The homeowners’ association anticipates holding a new community meeting to gather input on the proposal later this spring, while staff finalize a policy establishing a formal process for changing amenity names.
“We will start to put some educational materials on the website, and we’ll work towards an engagement campaign down the road,” RA acting CEO Peter Lusk confirmed to the Board of Directors at its Feb. 26 meeting.
RA began exploring the possibility of renaming Lake Audubon in December 2022 at the suggestion of at-large board director John Farrell, who proposed that naturalist and slaveholder John James Audubon might not be the most appropriate namesake for a lake in a community intentionally founded on principles of inclusion and integration.

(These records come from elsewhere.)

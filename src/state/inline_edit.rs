//! Inline cell editing.
//!
//! At most one cell is in edit mode. Starting an edit elsewhere abandons the
//! current one without saving. A save hands a [`SaveRequest`] to the caller and
//! waits for [`InlineEditor::complete_save`]; success returns to idle, failure
//! keeps the cell in edit mode with its buffer so the user can retry or cancel.
//! Results for a save whose edit was cancelled or abandoned are ignored.

use super::text_input::{self, TextInput};
use crate::model::row::display_value;
use crate::model::{CellValue, ColumnKey, Rejection, RowId, SaveError, TableRow};
use crate::view_state::columns::EffectiveColumn;
use serde_json::Value;
use tracing::{debug, warn};

/// Identifies one issued save.
#[derive(Debug, Clone, Copy, PartialEq, Eq, PartialOrd, Ord, Hash)]
pub struct SaveTicket(u64);

/// The cell being edited.
#[derive(Debug, Clone, PartialEq)]
pub struct EditingCell {
    /// Row being edited.
    pub row_id: RowId,
    /// Column being edited.
    pub column_key: ColumnKey,
    /// Pending text.
    pub input: TextInput,
    /// Value before editing began; decides how the buffer is parsed.
    pub original: CellValue,
    /// Save in flight, if any.
    pub saving: Option<SaveTicket>,
    /// Message from the last failed save.
    pub last_error: Option<String>,
}

impl EditingCell {
    /// Whether this is the cell at (`row_id`, `column_key`).
    pub fn is_at(&self, row_id: &RowId, column_key: &ColumnKey) -> bool {
        &self.row_id == row_id && &self.column_key == column_key
    }

    /// Buffer converted back to a value of the original's kind where possible.
    pub fn value(&self) -> CellValue {
        parse_buffer(&self.original, self.input.text())
    }
}

/// Edit mode for the table.
#[derive(Debug, Clone, PartialEq, Default)]
pub enum EditState {
    /// No cell is being edited.
    #[default]
    Idle,
    /// One cell is being edited.
    Editing(EditingCell),
}

/// Everything the save handler needs.
#[derive(Debug, Clone, PartialEq)]
pub struct SaveRequest {
    /// Ticket to hand back with the result.
    pub ticket: SaveTicket,
    /// Target row.
    pub row_id: RowId,
    /// Target column.
    pub column_key: ColumnKey,
    /// New value.
    pub value: CellValue,
}

/// How a save result was applied.
#[derive(Debug, Clone, PartialEq)]
pub enum SaveOutcome {
    /// Saved; the editor is idle again.
    Committed(SaveRequest),
    /// Rejected; the cell stays in edit mode with its buffer.
    Failed(SaveError),
    /// The ticket no longer matches the edit; result ignored.
    Stale,
}

/// Keys the editor understands.
#[derive(Debug, Clone, Copy, PartialEq, Eq)]
pub enum EditKey {
    /// Save.
    Enter,
    /// Cancel.
    Escape,
    /// Insert a character.
    Char(char),
    /// Delete before the cursor.
    Backspace,
    /// Delete under the cursor.
    Delete,
    /// Cursor left.
    Left,
    /// Cursor right.
    Right,
    /// Cursor to start.
    Home,
    /// Cursor to end.
    End,
}

/// What a key did.
#[derive(Debug, Clone, PartialEq)]
pub enum EditKeyOutcome {
    /// Enter: a save was started.
    Save(SaveRequest),
    /// Escape: the edit was discarded.
    Cancelled,
    /// The buffer or cursor changed.
    Edited,
}

/// Inline edit state machine.
#[derive(Debug, Clone, Default)]
pub struct InlineEditor {
    enabled: bool,
    state: EditState,
    next_ticket: u64,
}

impl InlineEditor {
    /// Editor; when `enabled` is false every edit is rejected.
    pub fn new(enabled: bool) -> Self {
        Self {
            enabled,
            state: EditState::Idle,
            next_ticket: 0,
        }
    }

    /// Whether editing is enabled for the table.
    pub fn is_enabled(&self) -> bool {
        self.enabled
    }

    /// Current state.
    pub fn state(&self) -> &EditState {
        &self.state
    }

    /// The cell in edit mode, if any.
    pub fn editing(&self) -> Option<&EditingCell> {
        match &self.state {
            EditState::Editing(cell) => Some(cell),
            EditState::Idle => None,
        }
    }

    /// Whether any cell of `row_id` is in edit mode.
    pub fn is_editing_row(&self, row_id: &RowId) -> bool {
        self.editing().is_some_and(|cell| &cell.row_id == row_id)
    }

    /// Put the cell at (`row`, `target`) in edit mode.
    ///
    /// Returns the abandoned edit, if another cell was being edited.
    pub fn start_edit(
        &mut self,
        row: &dyn TableRow,
        target: EffectiveColumn<'_>,
    ) -> Result<Option<EditingCell>, Rejection> {
        if !self.enabled {
            return Err(Rejection::EditingDisabled);
        }
        let column = match target {
            EffectiveColumn::Expansion => return Err(Rejection::NotEditable("expansion".into())),
            EffectiveColumn::Selection => return Err(Rejection::NotEditable("selection".into())),
            EffectiveColumn::Data(column) => column,
        };
        if !column.is_editable() {
            return Err(Rejection::NotEditable(column.key().to_string()));
        }
        if self
            .editing()
            .is_some_and(|cell| cell.is_at(row.id(), column.key()))
        {
            return Ok(None);
        }

        let original = row.value(column.key());
        let cell = EditingCell {
            row_id: row.id().clone(),
            column_key: column.key().clone(),
            input: TextInput::new(display_value(&original)),
            original,
            saving: None,
            last_error: None,
        };
        let abandoned = match std::mem::replace(&mut self.state, EditState::Editing(cell)) {
            EditState::Editing(previous) => {
                debug!(row = %previous.row_id, column = %previous.column_key, "abandoning unsaved edit");
                Some(previous)
            }
            EditState::Idle => None,
        };
        Ok(abandoned)
    }

    /// Apply a buffer transition. Ignored while idle or while a save is in flight.
    pub fn edit_input(&mut self, f: impl FnOnce(TextInput) -> TextInput) -> Result<(), Rejection> {
        let EditState::Editing(cell) = &mut self.state else {
            return Err(Rejection::NotEditing);
        };
        if cell.saving.is_some() {
            return Err(Rejection::SaveInFlight);
        }
        cell.input = f(std::mem::take(&mut cell.input));
        Ok(())
    }

    /// Start saving the buffer.
    pub fn begin_save(&mut self) -> Result<SaveRequest, Rejection> {
        let EditState::Editing(cell) = &mut self.state else {
            return Err(Rejection::NotEditing);
        };
        if cell.saving.is_some() {
            return Err(Rejection::SaveInFlight);
        }
        self.next_ticket += 1;
        let ticket = SaveTicket(self.next_ticket);
        cell.saving = Some(ticket);
        Ok(SaveRequest {
            ticket,
            row_id: cell.row_id.clone(),
            column_key: cell.column_key.clone(),
            value: cell.value(),
        })
    }

    /// Apply the save handler's result for `ticket`.
    pub fn complete_save(&mut self, ticket: SaveTicket, result: Result<(), SaveError>) -> SaveOutcome {
        let EditState::Editing(cell) = &mut self.state else {
            return SaveOutcome::Stale;
        };
        if cell.saving != Some(ticket) {
            return SaveOutcome::Stale;
        }
        cell.saving = None;
        match result {
            Ok(()) => {
                let request = SaveRequest {
                    ticket,
                    row_id: cell.row_id.clone(),
                    column_key: cell.column_key.clone(),
                    value: cell.value(),
                };
                self.state = EditState::Idle;
                SaveOutcome::Committed(request)
            }
            Err(error) => {
                warn!(row = %cell.row_id, column = %cell.column_key, %error, "save failed; edit kept");
                cell.last_error = Some(error.message.clone());
                SaveOutcome::Failed(error)
            }
        }
    }

    /// Discard the edit. Any save still in flight is ignored when it completes.
    pub fn cancel(&mut self) -> Option<EditingCell> {
        match std::mem::take(&mut self.state) {
            EditState::Editing(cell) => Some(cell),
            EditState::Idle => None,
        }
    }

    /// Keyboard contract: Enter saves, Escape cancels, the rest edits the buffer.
    pub fn handle_key(&mut self, key: EditKey) -> Result<EditKeyOutcome, Rejection> {
        match key {
            EditKey::Enter => self.begin_save().map(EditKeyOutcome::Save),
            EditKey::Escape => self
                .cancel()
                .map(|_| EditKeyOutcome::Cancelled)
                .ok_or(Rejection::NotEditing),
            EditKey::Char(ch) => self.edited(|input| text_input::handle_char_input(input, ch)),
            EditKey::Backspace => self.edited(text_input::handle_backspace),
            EditKey::Delete => self.edited(text_input::handle_delete),
            EditKey::Left => self.edited(text_input::handle_cursor_left),
            EditKey::Right => self.edited(text_input::handle_cursor_right),
            EditKey::Home => self.edited(text_input::handle_home),
            EditKey::End => self.edited(text_input::handle_end),
        }
    }

    fn edited(&mut self, f: impl FnOnce(TextInput) -> TextInput) -> Result<EditKeyOutcome, Rejection> {
        self.edit_input(f).map(|()| EditKeyOutcome::Edited)
    }
}

/// Parse edited text back into a value shaped like `original`.
///
/// Numbers and booleans stay numbers and booleans when the text parses as one;
/// an empty buffer over a null stays null. Everything else becomes a string.
pub fn parse_buffer(original: &CellValue, text: &str) -> CellValue {
    let trimmed = text.trim();
    match original {
        Value::Number(_) => {
            if let Ok(int) = trimmed.parse::<i64>() {
                return Value::from(int);
            }
            if let Some(number) = trimmed
                .parse::<f64>()
                .ok()
                .and_then(serde_json::Number::from_f64)
            {
                return Value::Number(number);
            }
        }
        Value::Bool(_) => match trimmed.to_ascii_lowercase().as_str() {
            "true" => return Value::Bool(true),
            "false" => return Value::Bool(false),
            _ => {}
        },
        Value::Null if trimmed.is_empty() => return Value::Null,
        _ => {}
    }
    Value::String(text.to_string())
}

// ===== Tests =====

#[cfg(test)]
#[path = "inline_edit_tests.rs"]
mod tests;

At the time, the National Audubon Society was grappling with its namesake’s legacy of racism, including his family’s enslavement of Black people and public opposition to abolition, in the wake of the racial justice protests that cropped up across the country after George Floyd’s murder by a Minneapolis police officer on May 25, 2020.

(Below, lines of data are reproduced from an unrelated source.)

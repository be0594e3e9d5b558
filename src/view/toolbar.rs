//! Toolbar widget: search box, status filter, selection count, menu hints.

use super::styles::GridStyles;
use crate::state::TextInput;
use crate::view_state::ToolbarModel;
use ratatui::{
    buffer::Buffer,
    layout::Rect,
    text::{Line, Span},
    widgets::{Block, Borders, Paragraph, Widget},
};

/// Renders a [`ToolbarModel`].
///
/// While the search box has focus its live buffer is drawn with a cursor in
/// place of the model's search text.
pub struct Toolbar<'a> {
    model: &'a ToolbarModel,
    search_input: Option<&'a TextInput>,
    styles: &'a GridStyles,
}

impl<'a> Toolbar<'a> {
    /// Toolbar for `model`.
    pub fn new(model: &'a ToolbarModel, styles: &'a GridStyles) -> Self {
        Self {
            model,
            search_input: None,
            styles,
        }
    }

    /// Draw `input` as the focused search box.
    pub fn search_input(mut self, input: Option<&'a TextInput>) -> Self {
        self.search_input = input;
        self
    }

    fn search_spans(&self) -> Vec<Span<'a>> {
        let mut spans = vec![Span::raw("Search: ")];
        match self.search_input {
            Some(input) => {
                let text = input.text();
                let before: String = text.chars().take(input.cursor()).collect();
                let mut rest = text.chars().skip(input.cursor());
                let at = rest.next().map_or_else(|| " ".to_string(), String::from);
                let after: String = rest.collect();
                spans.push(Span::raw(before));
                spans.push(Span::styled(at, self.styles.text_cursor));
                spans.push(Span::raw(after));
            }
            None if self.model.search_text.is_empty() => {
                spans.push(Span::styled("(none)", self.styles.muted));
            }
            None => spans.push(Span::raw(self.model.search_text.clone())),
        }
        if self.model.search_pending {
            spans.push(Span::styled(" …", self.styles.muted));
        }
        spans
    }
}

impl Widget for Toolbar<'_> {
    fn render(self, area: Rect, buf: &mut Buffer) {
        let flags = self.model.flags;
        let mut spans: Vec<Span<'_>> = Vec::new();

        if flags.show_search {
            spans.extend(self.search_spans());
        }
        if flags.show_status_filter {
            let status = self.model.status.as_deref().unwrap_or("all");
            spans.push(Span::raw(format!("  Status: {status}")));
        }
        if !self.model.advanced.is_empty() {
            let advanced: Vec<String> = self
                .model
                .advanced
                .iter()
                .map(|(name, value)| format!("{name}={value}"))
                .collect();
            spans.push(Span::raw(format!("  {}", advanced.join(" "))));
        }
        if self.model.selected_count > 0 {
            spans.push(Span::styled(
                format!("  Selected: {}", self.model.selected_count),
                self.styles.selected_row,
            ));
        }
        if flags.show_column_settings {
            spans.push(Span::styled("  [C] columns", self.styles.muted));
        }
        if flags.show_export {
            let formats: Vec<&str> = self.model.export_formats.iter().map(|f| f.extension()).collect();
            spans.push(Span::styled(format!("  [x/X] export {}", formats.join("/")), self.styles.muted));
        }

        Paragraph::new(Line::from(spans))
            .block(Block::default().borders(Borders::ALL).title("rostergrid"))
            .render(area, buf);
    }
}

While the National Audubon Society ultimately opted to retain its name, the Audubon Naturalist Society adopted the new name Nature Forward in October 2022, and many local chapters dropped Audubon from their names. That includes the D.C. and Northern Virginia chapters, which now go by the Bird Alliance.
The Northern Virginia Bird Alliance is based in Reston, holding its member meetings at the National Wildlife Federation’s headquarters building at 11100 Wildlife Center Drive.

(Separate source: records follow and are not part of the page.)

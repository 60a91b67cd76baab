//! tokendock-client library entry point.
//!
//! Re-exports all public modules so that integration tests in `tests/` and
//! the binary entry point in `main.rs` share the same module tree.
//!
//! The client drives a token dock — an ESP8266-class device that stores OTP
//! token secrets and generates one-time passwords — over its serial link:
//!
//! 1. Enumerates serial ports and probes each candidate until one answers
//!    the detection message.
//! 2. Opens a session against the chosen port and authenticates with the
//!    operator's PIN.
//! 3. Issues management commands: rotate the PIN, update WiFi credentials,
//!    push an edited token set, pull the current token set back for display.
//!
//! Every command is one blocking write followed by one blocking read on an
//! exclusively-owned half-duplex serial link; there is no pipelining and no
//! background polling.

/// Application layer: the session state machine and the detection probe.
pub mod application;

/// Infrastructure layer: serial transport, mock transport, and configuration.
pub mod infrastructure;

RA held a community meeting at the Walker Nature Center on March 18, 2023, but the gathering was suspended after 20 minutes due to an attendee experiencing a medical emergency. A new date was never announced.
The name issue reemerged in early 2024 as RA was also discussing a possible change for its Shadowood Recreation Area. That renaming was considered to address reported confusion from community members who thought the amenities were only available to residents in the Shadowood condominiums.
However, the RA board voted in June 2024 not to move forward with the Shadowood renaming, and the Lake Audubon name change was put on hold, according to a memo from Lusk, who has been serving as RA’s acting CEO since Mac Cummins resigned in January.
At his first board meeting as acting CEO on Jan. 22, Lusk raised the idea of reviving the Lake Audubon renaming discussion and suggested that RA should adopt a renaming policy or procedure to guide any future changes.
“The [Board of Directors] was receptive to this idea and moved by unanimous consent to establish a deadline of directing staff to bring the Board a draft procedure for renaming facilities at the May 2026 BOD meeting,” Lusk said in his memo.
At the Feb. 26 meeting, Lusk reported that RA Communications Director Cara O’Donnell was working on materials about the proposed renaming for the association’s website, but there was some confusion about whether the community engagement process on Lake Audubon should wait until after a renaming policy is adopted.
“I’m more than happy to have material put up on the website, but we started and moved a while ago to begin engagement with the community – not to come out with a solution, but to have a dialogue,” Farrell said.
Board President Travis Johnson noted that publicizing the proposal on RA’s website could count as “the beginning of engagement” with the public.
South Lakes District Director Jennifer Jushchuk suggested that a community meeting on Lake Audubon could be held while the renaming policy is being developed, rather than further delaying a process that initially started three years ago.
Margaret Perry, the board’s representative for apartment owners, clarified that the board had agreed at its Jan. 22 meeting to wait until this spring for a meeting since more people are likely to come out and participate anyway.
“If you are continuing working on a process anyway, I would suggest continue working on that with the anticipation that there will be some meeting in the spring,” Perry said after observing that she doesn’t oppose the community engagement plan but personally “don’t think this is what we should be spending money on at the moment.”
Lusk confirmed that spring was the intended time frame for a community meeting.
Farrell thanked Lusk and Perry for their clarifications and added that he feels RA is “behind society” in its reexamination of Lake Audubon’s name.
“There are lots of local organizations, including what used to be the Audubon [Society of Northern Virginia], that have dropped the name for all of the reasons that I think we should,” Farrell said. “So, we’ve lost time. We’re behind the curve. I would like to get us to where we would’ve been but for the medical emergency.”